* **Task directions**
Transcribe the entire listing below exactly.

+ + + + +

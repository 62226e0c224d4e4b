// ABOUTME: Account commands for macro-tracker: signup, login, logout, whoami
// ABOUTME: Tokens are written to the credentials file, never printed
//
// SPDX-License-Identifier: MIT OR Apache-2.0
// Copyright (c) 2025 MacroTracker Contributors

use anyhow::{Context, Result};
use macro_tracker::client::ApiClient;

use crate::helpers::display::display_user;
use crate::AuthCommand;

/// Run an `auth` subcommand
pub async fn run(client: &ApiClient, action: AuthCommand) -> Result<()> {
    match action {
        AuthCommand::Signup {
            username,
            email,
            password,
        } => {
            let user = client
                .signup(&username, &email, &password)
                .await
                .context("Signup failed")?;
            println!("Account created, logged in as {}", user.username);
        }
        AuthCommand::Login { username, password } => {
            let user = client
                .login(&username, &password)
                .await
                .context("Login failed")?;
            println!("Logged in as {}", user.username);
        }
        AuthCommand::Logout => {
            client.logout().await.context("Logout failed")?;
            println!("Logged out");
        }
        AuthCommand::Whoami => {
            let user = client.current_user().await?;
            display_user(&user);
        }
    }
    Ok(())
}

+ + + + +

* **Reply to the exercise**
repository 62226e0c224d4e4b
// ABOUTME: Account commands for macro-tracker: signup, login, logout, whoami
// ABOUTME: Tokens are written to the credentials file, never printed
//
// SPDX-License-Identifier: MIT OR Apache-2.0
// Copyright (c) 2025 MacroTracker Contributors

use anyhow::{Context, Result};
use macro_tracker::client::ApiClient;

use crate::helpers::display::display_user;
use crate::AuthCommand;

/// Run an `auth` subcommand
pub async fn run(client: &ApiClient, action: AuthCommand) -> Result<()> {
    match action {
        AuthCommand::Signup {
            username,
            email,
            password,
        } => {
            let user = client
                .signup(&username, &email, &password)
                .await
                .context("Signup failed")?;
            println!("Account created, logged in as {}", user.username);
        }
        AuthCommand::Login { username, password } => {
            let user = client
                .login(&username, &password)
                .await
                .context("Login failed")?;
            println!("Logged in as {}", user.username);
        }
        AuthCommand::Logout => {
            client.logout().await.context("Logout failed")?;
            println!("Logged out");
        }
        AuthCommand::Whoami => {
            let user = client.current_user().await?;
            display_user(&user);
        }
    }
    Ok(())
}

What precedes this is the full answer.